Input data:
//! Time Decay
//!
//! Companions lose health and happiness while the caregiver is away.
//! Decay is applied once, at load time, from the gap between the
//! stored last interaction and the current clock.

use chrono::{DateTime, Utc};

use crate::record::CompanionRecord;

/// Health lost per full day away, down to [`HEALTH_FLOOR`].
pub const HEALTH_DECAY_PER_DAY: i64 = 5;
/// Happiness lost per full day away, down to [`HAPPINESS_FLOOR`].
pub const HAPPINESS_DECAY_PER_DAY: i64 = 7;
pub const HEALTH_FLOOR: u8 = 30;
pub const HAPPINESS_FLOOR: u8 = 20;
/// Full days away after which the companion is reported as lonely.
pub const MISSES_YOU_AFTER_DAYS: i64 = 3;

/// Summary of a decay application, for the caller to surface.
#[derive(Debug, Clone, Copy, PartialEq, Eq)]
pub struct DecayReport {
    /// Full days elapsed since the last interaction.
    pub days_away: i64,
    /// True when the absence was long enough to warrant a reminder.
    pub misses_you: bool,
}

/// Applies absence decay to `record` given the current time.
///
/// Gaps under one full day are identity and return `None`, so the
/// last-interaction timestamp is left untouched and repeated loads
/// within a day never compound. Gauges never drop below their floors,
/// regardless of how long the absence was.
pub fn apply_time_decay(record: &mut CompanionRecord, now: DateTime<Utc>) -> Option<DecayReport> {
    let days_away = now
        .signed_duration_since(record.last_interaction)
        .num_days();
    if days_away < 1 {
        return None;
    }

    record.health = CompanionRecord::lower_gauge(
        record.health,
        HEALTH_DECAY_PER_DAY * days_away,
        HEALTH_FLOOR,
    );
    record.happiness = CompanionRecord::lower_gauge(
        record.happiness,
        HAPPINESS_DECAY_PER_DAY * days_away,
        HAPPINESS_FLOOR,
    );
    record.last_interaction = now;

    Some(DecayReport {
        days_away,
        misses_you: days_away >= MISSES_YOU_AFTER_DAYS,
    })
}

#[cfg(test)]
mod tests {
    use super::*;
    use crate::species::rescue_roster;
    use chrono::Duration;

    fn adopted_record(now: DateTime<Utc>) -> CompanionRecord {
        CompanionRecord::adopt(&rescue_roster()[0], now)
    }

    #[test]
    fn test_sub_day_gap_is_identity() {
        let start = Utc::now();
        let mut record = adopted_record(start);
        let report = apply_time_decay(&mut record, start + Duration::hours(23));
        assert!(report.is_none());
        assert_eq!(record.health, 70);
        assert_eq!(record.happiness, 60);
        assert_eq!(record.last_interaction, start);
    }

    #[test]
    fn test_one_day_decay() {
        let start = Utc::now();
        let mut record = adopted_record(start);
        let now = start + Duration::days(1);
        let report = apply_time_decay(&mut record, now).unwrap();

        assert_eq!(report.days_away, 1);
        assert!(!report.misses_you);
        assert_eq!(record.health, 65);
        assert_eq!(record.happiness, 53);
        assert_eq!(record.last_interaction, now);
    }

    #[test]
    fn test_long_absence_clamps_to_floors() {
        let start = Utc::now();
        let mut record = adopted_record(start);
        let report = apply_time_decay(&mut record, start + Duration::days(10)).unwrap();

        assert_eq!(report.days_away, 10);
        assert!(report.misses_you);
        assert_eq!(record.health, HEALTH_FLOOR);
        assert_eq!(record.happiness, HAPPINESS_FLOOR);
    }

    #[test]
    fn test_misses_you_threshold() {
        let start = Utc::now();

        let mut record = adopted_record(start);
        let report = apply_time_decay(&mut record, start + Duration::days(2)).unwrap();
        assert!(!report.misses_you);

        let mut record = adopted_record(start);
        let report = apply_time_decay(&mut record, start + Duration::days(3)).unwrap();
        assert!(report.misses_you);
    }

    #[test]
    fn test_decay_does_not_compound_on_reload() {
        let start = Utc::now();
        let mut record = adopted_record(start);
        let now = start + Duration::days(2);

        apply_time_decay(&mut record, now).unwrap();
        let health = record.health;
        let happiness = record.happiness;

        // A second load moments later sees no elapsed day.
        assert!(apply_time_decay(&mut record, now + Duration::minutes(5)).is_none());
        assert_eq!(record.health, health);
        assert_eq!(record.happiness, happiness);
    }
}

What is being asked: Search the entries for the string "down". Copy every line that has it.

The completed task:
/// Health lost per full day away, down to [`HEALTH_FLOOR`].
/// Happiness lost per full day away, down to [`HAPPINESS_FLOOR`].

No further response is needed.